(Stored data entries)

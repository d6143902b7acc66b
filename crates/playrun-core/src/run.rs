//! Run inputs: build metadata from the CI runner and the plugin configuration.
//!
//! Both are resolved once at startup (CLI > environment > default) and are
//! read-only afterwards.

use crate::config::env_keys::{build as build_keys, run as run_keys};
use crate::config::loader::{env_bool, env_list, env_optional, env_verbatim};
use std::fmt;
use std::path::PathBuf;
use std::str::FromStr;

pub const DEFAULT_INVENTORY_PATH: &str = "provisioning/inventory";
pub const DEFAULT_INVENTORY: &str = "staging";
pub const DEFAULT_PLAYBOOK: &str = "provisioning/provision.yml";
pub const DEFAULT_ANSIBLE_BIN: &str = "/usr/bin/ansible-playbook";
pub const DEFAULT_SSH_AGENT_BIN: &str = "ssh-agent";
pub const DEFAULT_SSH_ADD_BIN: &str = "ssh-add";

/// Identity of the build being provisioned.
#[derive(Debug, Clone, Default, PartialEq, Eq)]
pub struct BuildMetadata {
    /// Working-directory root; playbook and inventory paths are joined onto it.
    pub path: PathBuf,
    /// Commit hash, empty when unknown.
    pub sha: String,
    /// Commit tag, empty when the build is not a tag build.
    pub tag: String,
}

/// How inventories are executed.
#[derive(Debug, Clone, Copy, PartialEq, Eq, Default)]
pub enum Strategy {
    /// Invoke the generated wrapper script once per inventory.
    #[default]
    Script,
    /// Manage the ssh-agent in process and invoke the engine directly.
    Direct,
}

impl Strategy {
    pub fn as_str(&self) -> &'static str {
        match self {
            Self::Script => "script",
            Self::Direct => "direct",
        }
    }
}

impl fmt::Display for Strategy {
    fn fmt(&self, f: &mut fmt::Formatter<'_>) -> fmt::Result {
        f.write_str(self.as_str())
    }
}

#[derive(Debug, thiserror::Error)]
#[error("unknown strategy '{0}' (expected 'script' or 'direct')")]
pub struct ParseStrategyError(String);

impl FromStr for Strategy {
    type Err = ParseStrategyError;

    fn from_str(s: &str) -> Result<Self, Self::Err> {
        match s.trim().to_lowercase().as_str() {
            "script" => Ok(Self::Script),
            "direct" => Ok(Self::Direct),
            other => Err(ParseStrategyError(other.to_string())),
        }
    }
}

/// Plugin configuration for one run.
#[derive(Clone, PartialEq, Eq)]
pub struct RunConfig {
    /// Folder holding the inventory files, relative to the build root.
    pub inventory_path: String,
    /// Inventory file names, run in this order. Never empty after resolution.
    pub inventories: Vec<String>,
    /// Playbook path relative to the build root.
    pub playbook: String,
    pub ssh_user: String,
    pub ssh_key: String,
    pub ssh_passphrase: String,
    /// Accepted for compatibility; not forwarded to the engine.
    pub become_user: String,
    /// Accepted for compatibility; not forwarded to the engine.
    pub become_password: String,
    /// Dump generated artifacts (secrets redacted).
    pub debug: bool,
    /// Engine executable.
    pub ansible_bin: PathBuf,
    pub strategy: Strategy,
    /// Agent executables used by [`Strategy::Direct`]; the wrapper script always calls them from `PATH`.
    pub ssh_agent_bin: PathBuf,
    pub ssh_add_bin: PathBuf,
}

impl Default for RunConfig {
    fn default() -> Self {
        Self {
            inventory_path: DEFAULT_INVENTORY_PATH.to_string(),
            inventories: vec![DEFAULT_INVENTORY.to_string()],
            playbook: DEFAULT_PLAYBOOK.to_string(),
            ssh_user: String::new(),
            ssh_key: String::new(),
            ssh_passphrase: String::new(),
            become_user: String::new(),
            become_password: String::new(),
            debug: false,
            ansible_bin: PathBuf::from(DEFAULT_ANSIBLE_BIN),
            strategy: Strategy::default(),
            ssh_agent_bin: PathBuf::from(DEFAULT_SSH_AGENT_BIN),
            ssh_add_bin: PathBuf::from(DEFAULT_SSH_ADD_BIN),
        }
    }
}

// Secrets are replaced so `{:?}` is safe to log.
impl fmt::Debug for RunConfig {
    fn fmt(&self, f: &mut fmt::Formatter<'_>) -> fmt::Result {
        f.debug_struct("RunConfig")
            .field("inventory_path", &self.inventory_path)
            .field("inventories", &self.inventories)
            .field("playbook", &self.playbook)
            .field("ssh_user", &self.ssh_user)
            .field("ssh_key", &redacted(&self.ssh_key))
            .field("ssh_passphrase", &redacted(&self.ssh_passphrase))
            .field("become_user", &self.become_user)
            .field("become_password", &redacted(&self.become_password))
            .field("debug", &self.debug)
            .field("ansible_bin", &self.ansible_bin)
            .field("strategy", &self.strategy)
            .field("ssh_agent_bin", &self.ssh_agent_bin)
            .field("ssh_add_bin", &self.ssh_add_bin)
            .finish()
    }
}

fn redacted(secret: &str) -> &'static str {
    if secret.is_empty() {
        ""
    } else {
        "<hidden>"
    }
}

impl RunConfig {
    pub fn has_ssh_key(&self) -> bool {
        !self.ssh_key.is_empty()
    }

    pub fn has_passphrase(&self) -> bool {
        !self.ssh_passphrase.is_empty()
    }

    pub fn has_ssh_user(&self) -> bool {
        !self.ssh_user.is_empty()
    }
}

/// Values given on the command line. `None` defers to the environment, then the default.
#[derive(Debug, Clone, Default)]
pub struct RunOverrides {
    pub path: Option<PathBuf>,
    pub commit_sha: Option<String>,
    pub commit_tag: Option<String>,
    pub inventory_path: Option<String>,
    pub inventories: Vec<String>,
    pub playbook: Option<String>,
    pub ssh_user: Option<String>,
    pub ssh_key: Option<String>,
    pub ssh_passphrase: Option<String>,
    pub become_user: Option<String>,
    pub become_password: Option<String>,
    pub debug: bool,
    pub ansible_bin: Option<PathBuf>,
    pub strategy: Option<Strategy>,
}

impl BuildMetadata {
    /// Priority: CLI > `DRONE_*` environment > current directory / empty.
    pub fn from_env_or_cli(cli: &RunOverrides) -> Self {
        let path = cli
            .path
            .clone()
            .or_else(|| env_optional(build_keys::WORKSPACE, &[]).map(PathBuf::from))
            .unwrap_or_else(|| {
                tracing::warn!(
                    "{} not set and --path not given, using current directory",
                    build_keys::WORKSPACE
                );
                std::env::current_dir().unwrap_or_else(|_| PathBuf::from("."))
            });
        Self {
            path,
            sha: pick(&cli.commit_sha, build_keys::COMMIT_SHA, &[]),
            tag: pick(&cli.commit_tag, build_keys::TAG, &[]),
        }
    }
}

impl RunConfig {
    /// Priority: CLI > environment alias chain > default.
    pub fn from_env_or_cli(cli: &RunOverrides) -> Result<Self, ParseStrategyError> {
        let defaults = Self::default();

        let inventories = if !cli.inventories.is_empty() {
            cli.inventories
                .iter()
                .flat_map(|s| crate::config::split_list(s))
                .collect()
        } else {
            env_list(run_keys::INVENTORIES, run_keys::INVENTORIES_ALIASES).unwrap_or_default()
        };
        let inventories = if inventories.is_empty() {
            defaults.inventories
        } else {
            inventories
        };

        let strategy = match cli.strategy {
            Some(s) => s,
            None => match env_optional(run_keys::STRATEGY, &[]) {
                Some(s) => s.parse()?,
                None => Strategy::default(),
            },
        };

        Ok(Self {
            inventory_path: cli
                .inventory_path
                .clone()
                .or_else(|| env_optional(run_keys::INVENTORY_PATH, &[]))
                .unwrap_or(defaults.inventory_path),
            inventories,
            playbook: cli
                .playbook
                .clone()
                .or_else(|| env_optional(run_keys::PLAYBOOK, &[]))
                .unwrap_or(defaults.playbook),
            ssh_user: pick(&cli.ssh_user, run_keys::SSH_USER, run_keys::SSH_USER_ALIASES),
            ssh_key: cli
                .ssh_key
                .clone()
                .or_else(|| env_verbatim(run_keys::SSH_KEY, run_keys::SSH_KEY_ALIASES))
                .unwrap_or_default(),
            ssh_passphrase: cli
                .ssh_passphrase
                .clone()
                .or_else(|| {
                    env_verbatim(run_keys::SSH_PASSPHRASE, run_keys::SSH_PASSPHRASE_ALIASES)
                })
                .unwrap_or_default(),
            become_user: pick(
                &cli.become_user,
                run_keys::BECOME_USER,
                run_keys::BECOME_USER_ALIASES,
            ),
            become_password: cli
                .become_password
                .clone()
                .or_else(|| {
                    env_verbatim(run_keys::BECOME_PASSWORD, run_keys::BECOME_PASSWORD_ALIASES)
                })
                .unwrap_or_default(),
            debug: cli.debug || env_bool(run_keys::DEBUG, &[], false),
            ansible_bin: cli
                .ansible_bin
                .clone()
                .or_else(|| env_optional(run_keys::ANSIBLE_BIN, &[]).map(PathBuf::from))
                .unwrap_or(defaults.ansible_bin),
            strategy,
            ssh_agent_bin: env_optional(run_keys::SSH_AGENT_BIN, &[])
                .map(PathBuf::from)
                .unwrap_or(defaults.ssh_agent_bin),
            ssh_add_bin: env_optional(run_keys::SSH_ADD_BIN, &[])
                .map(PathBuf::from)
                .unwrap_or(defaults.ssh_add_bin),
        })
    }
}

fn pick(cli: &Option<String>, primary: &str, aliases: &[&str]) -> String {
    cli.clone()
        .or_else(|| env_optional(primary, aliases))
        .unwrap_or_default()
}
use playrun_core::config::SandboxSettings;
use playrun_core::{BuildMetadata, RunConfig};
use tempfile::TempDir;

use crate::error::SandboxError;
use crate::script::ScriptBuilder;

const TEMP_PREFIX: &str = "playrun-";
const SSH_CONFIG: &str = "StrictHostKeyChecking no\nUserKnownHostsFile=/dev/null\n";
const ASKPASS: &str = "#!/bin/sh\nexec cat\n";
const HIDDEN: &str = "<hidden>";

/// Files generated into the sandbox.
#[derive(Debug, Clone, Copy, PartialEq, Eq)]
pub enum Artifact {
    SshConfig,
    AnsibleCfg,
    PrivateKey,
    AskPass,
    Script,
}

/// Artifacts whose content is secret. Debug dumps print a placeholder for these.
pub const REDACTED_ARTIFACTS: &[Artifact] = &[Artifact::PrivateKey, Artifact::AskPass];

impl Artifact {
    pub fn file_name(&self) -> &'static str {
        match self {
            Self::SshConfig => "ssh_config",
            Self::AnsibleCfg => "ansible.cfg",
            Self::PrivateKey => "id_rsa",
            Self::AskPass => "askpass.sh",
            Self::Script => "script.sh",
        }
    }

    /// Unix permission bits
    pub fn mode(&self) -> u32 {
        match self {
            Self::AskPass | Self::Script => 0o700,
            Self::SshConfig | Self::AnsibleCfg | Self::PrivateKey => 0o600,
        }
    }

    pub fn is_redacted(&self) -> bool {
        REDACTED_ARTIFACTS.contains(self)
    }
}

/// Paths of the generated artifacts.
#[derive(Debug, Clone)]
pub struct SandboxFiles {
    pub ssh_config: PathBuf,
    pub ansible_cfg: PathBuf,
    /// Present iff an ssh key was configured.
    pub private_key: Option<PathBuf>,
    /// Present iff both an ssh key and a passphrase were configured.
    pub askpass: Option<PathBuf>,
    pub script: PathBuf,
}

#[derive(Debug)]
pub struct Sandbox {
    dir: Option<TempDir>,
    root: PathBuf,
    files: SandboxFiles,
}

impl Sandbox {
    /// Create the directory and write every artifact.
    ///
    /// When `config.debug` is set, each artifact is echoed to `dump`.
    /// On a write failure the partial directory is removed before returning.
    pub fn set_up(
        build: &BuildMetadata,
        config: &RunConfig,
        settings: &SandboxSettings,
        dump: &mut dyn Write,
    ) -> Result<Self, SandboxError> {
        let mut builder = tempfile::Builder::new();
        builder.prefix(TEMP_PREFIX);
        let dir = match &settings.tmp_dir {
            Some(parent) => builder.tempdir_in(parent),
            None => builder.tempdir(),
        }
        .map_err(|source| SandboxError::Creation { source })?;
        #[cfg(unix)]
        {
            use std::os::unix::fs::PermissionsExt;
            fs::set_permissions(dir.path(), fs::Permissions::from_mode(0o700))
                .map_err(|source| SandboxError::Creation { source })?;
        }
        Self::populate(dir, build, config, dump)
    }

    /// Write every artifact into `dir`, which is removed again if any write fails.
    fn populate(
        dir: TempDir,
        build: &BuildMetadata,
        config: &RunConfig,
        dump: &mut dyn Write,
    ) -> Result<Self, SandboxError> {
        let mut writer = ArtifactWriter {
            root: dir.path(),
            debug: config.debug,
            dump,
        };
        match writer.write_all(build, config) {
            Ok(files) => {
                let root = dir.path().to_path_buf();
                tracing::debug!(root = %root.display(), "sandbox ready");
                Ok(Self {
                    dir: Some(dir),
                    root,
                    files,
                })
            }
            Err(err) => {
                let path = dir.path().to_path_buf();
                if let Err(cleanup) = dir.close() {
                    tracing::warn!(
                        path = %path.display(),
                        error = %cleanup,
                        "failed to remove partial sandbox"
                    );
                }
                Err(err)
            }
        }
    }

    pub fn root(&self) -> &Path {
        &self.root
    }

    pub fn files(&self) -> &SandboxFiles {
        &self.files
    }

    /// Remove the sandbox directory tree.
    pub fn tear_down(mut self) -> Result<(), SandboxError> {
        match self.dir.take() {
            Some(dir) => dir.close().map_err(|source| SandboxError::Cleanup {
                path: self.root.clone(),
                source,
            }),
            None => Ok(()),
        }
    }
}
//! Alias-chain environment loading.
//!
//! All fallback chains live here so callers never repeat `or_else` ladders.

use std::env;

/// Read the primary key or the first set alias; fall back to `default` when unset or empty.
pub fn env_or<F>(primary: &str, aliases: &[&str], default: F) -> String
where
    F: FnOnce() -> String,
{
    env_raw(primary, aliases)
        .filter(|s| !s.is_empty())
        .unwrap_or_else(default)
}

/// Read the primary key or the first set alias. Empty (after trim) counts as unset.
pub fn env_optional(primary: &str, aliases: &[&str]) -> Option<String> {
    env_raw(primary, aliases).and_then(|s| {
        let s = s.trim().to_string();
        if s.is_empty() {
            None
        } else {
            Some(s)
        }
    })
}

/// Like [`env_optional`] but keeps the value byte-for-byte.
///
/// Key material is multi-line and its trailing newline matters to `ssh-add`.
pub fn env_verbatim(primary: &str, aliases: &[&str]) -> Option<String> {
    env_raw(primary, aliases).filter(|s| !s.is_empty())
}

/// Boolean env: 0/false/no/off are false, any other value is true.
pub fn env_bool(primary: &str, aliases: &[&str], default: bool) -> bool {
    match env_raw(primary, aliases).as_deref() {
        Some(s) => !matches!(
            s.trim().to_lowercase().as_str(),
            "0" | "false" | "no" | "off"
        ),
        None => default,
    }
}

/// Comma separated list env. Blank items are dropped; `None` when nothing remains.
pub fn env_list(primary: &str, aliases: &[&str]) -> Option<Vec<String>> {
    let raw = env_raw(primary, aliases)?;
    let items = split_list(&raw);
    if items.is_empty() {
        None
    } else {
        Some(items)
    }
}

/// Split a comma separated value, trimming items and dropping blanks.
pub fn split_list(raw: &str) -> Vec<String> {
    raw.split(',')
        .map(str::trim)
        .filter(|s| !s.is_empty())
        .map(String::from)
        .collect()
}

fn env_raw(primary: &str, aliases: &[&str]) -> Option<String> {
    env::var(primary)
        .ok()
        .or_else(|| aliases.iter().find_map(|a| env::var(a).ok()))
}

**What this task involves:**
In the entries above, find the lines containing the word "environment" and say how many there are, with no other words.

**Result for this exercise:**
5